[Items listed in a dataset]

//! Scripted providers and stub tools shared by the engine tests.

#![allow(dead_code)]

use async_trait::async_trait;
use personax_core::error::{ProviderError, ToolError};
use personax_core::provider::{
    FragmentReceiver, Provider, ProviderFragment, ProviderRequest, ProviderTurn, ToolCallDelta, Usage, WireToolCall,
};
use personax_core::schema::{Param, ParamType, ToolSpec};
use personax_core::tool::{Tool, ToolArgs, ToolOutput};
use serde_json::json;
use std::collections::VecDeque;
use std::sync::Mutex;
use std::sync::atomic::{AtomicUsize, Ordering};

/// Returns scripted turns in order and records every request it receives.
pub struct ScriptedProvider {
    turns: Mutex<VecDeque<Result<ProviderTurn, ProviderError>>>,
    requests: Mutex<Vec<ProviderRequest>>,
}

impl ScriptedProvider {
    pub fn new(turns: Vec<ProviderTurn>) -> Self {
        Self::with_results(turns.into_iter().map(Ok).collect())
    }

    pub fn with_results(turns: Vec<Result<ProviderTurn, ProviderError>>) -> Self {
        Self {
            turns: Mutex::new(turns.into()),
            requests: Mutex::new(Vec::new()),
        }
    }

    pub fn call_count(&self) -> usize {
        self.requests.lock().unwrap().len()
    }

    pub fn requests(&self) -> Vec<ProviderRequest> {
        self.requests.lock().unwrap().clone()
    }
}

#[async_trait]
impl Provider for ScriptedProvider {
    fn name(&self) -> &str {
        "scripted"
    }

    async fn complete(&self, request: ProviderRequest) -> Result<ProviderTurn, ProviderError> {
        let call = {
            let mut requests = self.requests.lock().unwrap();
            requests.push(request);
            requests.len()
        };
        self.turns
            .lock()
            .unwrap()
            .pop_front()
            .unwrap_or_else(|| panic!("ScriptedProvider: no turn left for call #{call}"))
    }
}

/// Streams scripted fragment lists, one list per turn.
pub struct FragmentProvider {
    scripts: Mutex<VecDeque<Vec<Result<ProviderFragment, ProviderError>>>>,
    requests: Mutex<Vec<ProviderRequest>>,
    streams_opened: AtomicUsize,
}

impl FragmentProvider {
    pub fn new(scripts: Vec<Vec<ProviderFragment>>) -> Self {
        Self::with_results(
            scripts
                .into_iter()
                .map(|s| s.into_iter().map(Ok).collect())
                .collect(),
        )
    }

    pub fn with_results(scripts: Vec<Vec<Result<ProviderFragment, ProviderError>>>) -> Self {
        Self {
            scripts: Mutex::new(scripts.into()),
            requests: Mutex::new(Vec::new()),
            streams_opened: AtomicUsize::new(0),
        }
    }

    pub fn streams_opened(&self) -> usize {
        self.streams_opened.load(Ordering::SeqCst)
    }

    pub fn requests(&self) -> Vec<ProviderRequest> {
        self.requests.lock().unwrap().clone()
    }
}

#[async_trait]
impl Provider for FragmentProvider {
    fn name(&self) -> &str {
        "fragments"
    }

    async fn complete(&self, _request: ProviderRequest) -> Result<ProviderTurn, ProviderError> {
        Err(ProviderError::NotConfigured("FragmentProvider only streams".into()))
    }

    async fn stream(&self, request: ProviderRequest) -> Result<FragmentReceiver, ProviderError> {
        self.streams_opened.fetch_add(1, Ordering::SeqCst);
        self.requests.lock().unwrap().push(request);
        let script = self
            .scripts
            .lock()
            .unwrap()
            .pop_front()
            .expect("FragmentProvider: no script left");

        let (tx, rx) = tokio::sync::mpsc::channel(script.len().max(1));
        for fragment in script {
            tx.send(fragment).await.unwrap();
        }
        Ok(rx)
    }
}

// --- Turn and fragment builders ---

pub fn usage() -> Usage {
    Usage {
        prompt_tokens: 10,
        completion_tokens: 5,
        total_tokens: 15,
    }
}

pub fn text_turn(text: &str) -> ProviderTurn {
    ProviderTurn {
        id: "chatcmpl-1".into(),
        model: "gpt-test".into(),
        content: Some(text.into()),
        finish_reason: Some("stop".into()),
        usage: Some(usage()),
        created: Some(1_700_000_000),
        ..Default::default()
    }
}

pub fn tool_turn(calls: &[(&str, &str, &str)]) -> ProviderTurn {
    ProviderTurn {
        id: "chatcmpl-1".into(),
        model: "gpt-test".into(),
        content: Some(String::new()),
        tool_calls: calls
            .iter()
            .map(|(id, name, args)| WireToolCall {
                id: id.to_string(),
                name: name.to_string(),
                arguments: args.to_string(),
            })
            .collect(),
        finish_reason: Some("tool_calls".into()),
        created: Some(1_700_000_000),
        ..Default::default()
    }
}

pub fn content(text: &str) -> ProviderFragment {
    ProviderFragment {
        id: "chatcmpl-s".into(),
        model: "gpt-test".into(),
        content_delta: Some(text.into()),
        created: Some(1_700_000_000),
        ..Default::default()
    }
}

pub fn tool_delta(index: u32, id: Option<&str>, name: Option<&str>, args: Option<&str>) -> ProviderFragment {
    ProviderFragment {
        id: "chatcmpl-s".into(),
        model: "gpt-test".into(),
        tool_call_deltas: vec![ToolCallDelta {
            index,
            id: id.map(Into::into),
            name_delta: name.map(Into::into),
            arguments_delta: args.map(Into::into),
        }],
        created: Some(1_700_000_000),
        ..Default::default()
    }
}

pub fn finish(reason: &str) -> ProviderFragment {
    ProviderFragment {
        id: "chatcmpl-s".into(),
        model: "gpt-test".into(),
        finish_reason: Some(reason.into()),
        usage: Some(usage()),
        created: Some(1_700_000_000),
        ..Default::default()
    }
}

// --- Tools ---

/// `get_weather` that answers from a fixed table and counts its calls.
pub struct StubWeather {
    spec: ToolSpec,
    pub calls: AtomicUsize,
}

impl StubWeather {
    pub fn new() -> Self {
        Self {
            spec: ToolSpec::builder("Get the current weather for a location")
                .name("get_weather")
                .param(Param::optional("adcode", ParamType::String, json!("110000")))
                .param(Param::optional("city", ParamType::String, json!("Beijing")))
                .build()
                .unwrap(),
            calls: AtomicUsize::new(0),
        }
    }
}

#[async_trait]
impl Tool for StubWeather {
    fn spec(&self) -> &ToolSpec {
        &self.spec
    }

    async fn invoke(&self, args: ToolArgs) -> Result<ToolOutput, ToolError> {
        self.calls.fetch_add(1, Ordering::SeqCst);
        let city = args.get("city").and_then(|v| v.as_str()).unwrap_or_default();
        let output = if city == "NYC" {
            json!({"temperature": "22", "condition": "Cloudy"})
        } else {
            json!({"temperature": "15", "condition": "Sunny"})
        };
        Ok(ToolOutput::Json(output))
    }
}

/// A tool whose service is always down.
pub struct FlakyTool {
    spec: ToolSpec,
}

impl FlakyTool {
    pub fn new() -> Self {
        Self {
            spec: ToolSpec::builder("Look up stock prices")
                .name("get_stock")
                .build()
                .unwrap(),
        }
    }
}

#[async_trait]
impl Tool for FlakyTool {
    fn spec(&self) -> &ToolSpec {
        &self.spec
    }

    async fn invoke(&self, _args: ToolArgs) -> Result<ToolOutput, ToolError> {
        Err(ToolError::failed("get_stock", "upstream returned 503"))
    }
}

/// A tool with a bug: it fails with an internal error.
pub struct BuggyTool {
    spec: ToolSpec,
}

impl BuggyTool {
    pub fn new() -> Self {
        Self {
            spec: ToolSpec::builder("Divide two numbers")
                .name("divide")
                .build()
                .unwrap(),
        }
    }
}

#[async_trait]
impl Tool for BuggyTool {
    fn spec(&self) -> &ToolSpec {
        &self.spec
    }

    async fn invoke(&self, _args: ToolArgs) -> Result<ToolOutput, ToolError> {
        Err(ToolError::Internal {
            tool_name: "divide".into(),
            reason: "divisor unexpectedly zero".into(),
        })
    }
}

• _Task description_
Send back the complete set of entries, exactly as shown above.

• _Completed exercise_
//! Scripted providers and stub tools shared by the engine tests.

#![allow(dead_code)]

use async_trait::async_trait;
use personax_core::error::{ProviderError, ToolError};
use personax_core::provider::{
    FragmentReceiver, Provider, ProviderFragment, ProviderRequest, ProviderTurn, ToolCallDelta, Usage, WireToolCall,
};
use personax_core::schema::{Param, ParamType, ToolSpec};
use personax_core::tool::{Tool, ToolArgs, ToolOutput};
use serde_json::json;
use std::collections::VecDeque;
use std::sync::Mutex;
use std::sync::atomic::{AtomicUsize, Ordering};

/// Returns scripted turns in order and records every request it receives.
pub struct ScriptedProvider {
    turns: Mutex<VecDeque<Result<ProviderTurn, ProviderError>>>,
    requests: Mutex<Vec<ProviderRequest>>,
}

impl ScriptedProvider {
    pub fn new(turns: Vec<ProviderTurn>) -> Self {
        Self::with_results(turns.into_iter().map(Ok).collect())
    }

    pub fn with_results(turns: Vec<Result<ProviderTurn, ProviderError>>) -> Self {
        Self {
            turns: Mutex::new(turns.into()),
            requests: Mutex::new(Vec::new()),
        }
    }

    pub fn call_count(&self) -> usize {
        self.requests.lock().unwrap().len()
    }

    pub fn requests(&self) -> Vec<ProviderRequest> {
        self.requests.lock().unwrap().clone()
    }
}

#[async_trait]
impl Provider for ScriptedProvider {
    fn name(&self) -> &str {
        "scripted"
    }

    async fn complete(&self, request: ProviderRequest) -> Result<ProviderTurn, ProviderError> {
        let call = {
            let mut requests = self.requests.lock().unwrap();
            requests.push(request);
            requests.len()
        };
        self.turns
            .lock()
            .unwrap()
            .pop_front()
            .unwrap_or_else(|| panic!("ScriptedProvider: no turn left for call #{call}"))
    }
}

/// Streams scripted fragment lists, one list per turn.
pub struct FragmentProvider {
    scripts: Mutex<VecDeque<Vec<Result<ProviderFragment, ProviderError>>>>,
    requests: Mutex<Vec<ProviderRequest>>,
    streams_opened: AtomicUsize,
}

impl FragmentProvider {
    pub fn new(scripts: Vec<Vec<ProviderFragment>>) -> Self {
        Self::with_results(
            scripts
                .into_iter()
                .map(|s| s.into_iter().map(Ok).collect())
                .collect(),
        )
    }

    pub fn with_results(scripts: Vec<Vec<Result<ProviderFragment, ProviderError>>>) -> Self {
        Self {
            scripts: Mutex::new(scripts.into()),
            requests: Mutex::new(Vec::new()),
            streams_opened: AtomicUsize::new(0),
        }
    }

    pub fn streams_opened(&self) -> usize {
        self.streams_opened.load(Ordering::SeqCst)
    }

    pub fn requests(&self) -> Vec<ProviderRequest> {
        self.requests.lock().unwrap().clone()
    }
}

#[async_trait]
impl Provider for FragmentProvider {
    fn name(&self) -> &str {
        "fragments"
    }

    async fn complete(&self, _request: ProviderRequest) -> Result<ProviderTurn, ProviderError> {
        Err(ProviderError::NotConfigured("FragmentProvider only streams".into()))
    }

    async fn stream(&self, request: ProviderRequest) -> Result<FragmentReceiver, ProviderError> {
        self.streams_opened.fetch_add(1, Ordering::SeqCst);
        self.requests.lock().unwrap().push(request);
        let script = self
            .scripts
            .lock()
            .unwrap()
            .pop_front()
            .expect("FragmentProvider: no script left");

        let (tx, rx) = tokio::sync::mpsc::channel(script.len().max(1));
        for fragment in script {
            tx.send(fragment).await.unwrap();
        }
        Ok(rx)
    }
}

// --- Turn and fragment builders ---

pub fn usage() -> Usage {
    Usage {
        prompt_tokens: 10,
        completion_tokens: 5,
        total_tokens: 15,
    }
}

pub fn text_turn(text: &str) -> ProviderTurn {
    ProviderTurn {
        id: "chatcmpl-1".into(),
        model: "gpt-test".into(),
        content: Some(text.into()),
        finish_reason: Some("stop".into()),
        usage: Some(usage()),
        created: Some(1_700_000_000),
        ..Default::default()
    }
}

pub fn tool_turn(calls: &[(&str, &str, &str)]) -> ProviderTurn {
    ProviderTurn {
        id: "chatcmpl-1".into(),
        model: "gpt-test".into(),
        content: Some(String::new()),
        tool_calls: calls
            .iter()
            .map(|(id, name, args)| WireToolCall {
                id: id.to_string(),
                name: name.to_string(),
                arguments: args.to_string(),
            })
            .collect(),
        finish_reason: Some("tool_calls".into()),
        created: Some(1_700_000_000),
        ..Default::default()
    }
}

pub fn content(text: &str) -> ProviderFragment {
    ProviderFragment {
        id: "chatcmpl-s".into(),
        model: "gpt-test".into(),
        content_delta: Some(text.into()),
        created: Some(1_700_000_000),
        ..Default::default()
    }
}

pub fn tool_delta(index: u32, id: Option<&str>, name: Option<&str>, args: Option<&str>) -> ProviderFragment {
    ProviderFragment {
        id: "chatcmpl-s".into(),
        model: "gpt-test".into(),
        tool_call_deltas: vec![ToolCallDelta {
            index,
            id: id.map(Into::into),
            name_delta: name.map(Into::into),
            arguments_delta: args.map(Into::into),
        }],
        created: Some(1_700_000_000),
        ..Default::default()
    }
}

pub fn finish(reason: &str) -> ProviderFragment {
    ProviderFragment {
        id: "chatcmpl-s".into(),
        model: "gpt-test".into(),
        finish_reason: Some(reason.into()),
        usage: Some(usage()),
        created: Some(1_700_000_000),
        ..Default::default()
    }
}

// --- Tools ---

/// `get_weather` that answers from a fixed table and counts its calls.
pub struct StubWeather {
    spec: ToolSpec,
    pub calls: AtomicUsize,
}

impl StubWeather {
    pub fn new() -> Self {
        Self {
            spec: ToolSpec::builder("Get the current weather for a location")
                .name("get_weather")
                .param(Param::optional("adcode", ParamType::String, json!("110000")))
                .param(Param::optional("city", ParamType::String, json!("Beijing")))
                .build()
                .unwrap(),
            calls: AtomicUsize::new(0),
        }
    }
}

#[async_trait]
impl Tool for StubWeather {
    fn spec(&self) -> &ToolSpec {
        &self.spec
    }

    async fn invoke(&self, args: ToolArgs) -> Result<ToolOutput, ToolError> {
        self.calls.fetch_add(1, Ordering::SeqCst);
        let city = args.get("city").and_then(|v| v.as_str()).unwrap_or_default();
        let output = if city == "NYC" {
            json!({"temperature": "22", "condition": "Cloudy"})
        } else {
            json!({"temperature": "15", "condition": "Sunny"})
        };
        Ok(ToolOutput::Json(output))
    }
}

/// A tool whose service is always down.
pub struct FlakyTool {
    spec: ToolSpec,
}

impl FlakyTool {
    pub fn new() -> Self {
        Self {
            spec: ToolSpec::builder("Look up stock prices")
                .name("get_stock")
                .build()
                .unwrap(),
        }
    }
}

#[async_trait]
impl Tool for FlakyTool {
    fn spec(&self) -> &ToolSpec {
        &self.spec
    }

    async fn invoke(&self, _args: ToolArgs) -> Result<ToolOutput, ToolError> {
        Err(ToolError::failed("get_stock", "upstream returned 503"))
    }
}

/// A tool with a bug: it fails with an internal error.
pub struct BuggyTool {
    spec: ToolSpec,
}

impl BuggyTool {
    pub fn new() -> Self {
        Self {
            spec: ToolSpec::builder("Divide two numbers")
                .name("divide")
                .build()
                .unwrap(),
        }
    }
}

#[async_trait]
impl Tool for BuggyTool {
    fn spec(&self) -> &ToolSpec {
        &self.spec
    }

    async fn invoke(&self, _args: ToolArgs) -> Result<ToolOutput, ToolError> {
        Err(ToolError::Internal {
            tool_name: "divide".into(),
            reason: "divisor unexpectedly zero".into(),
        })
    }
}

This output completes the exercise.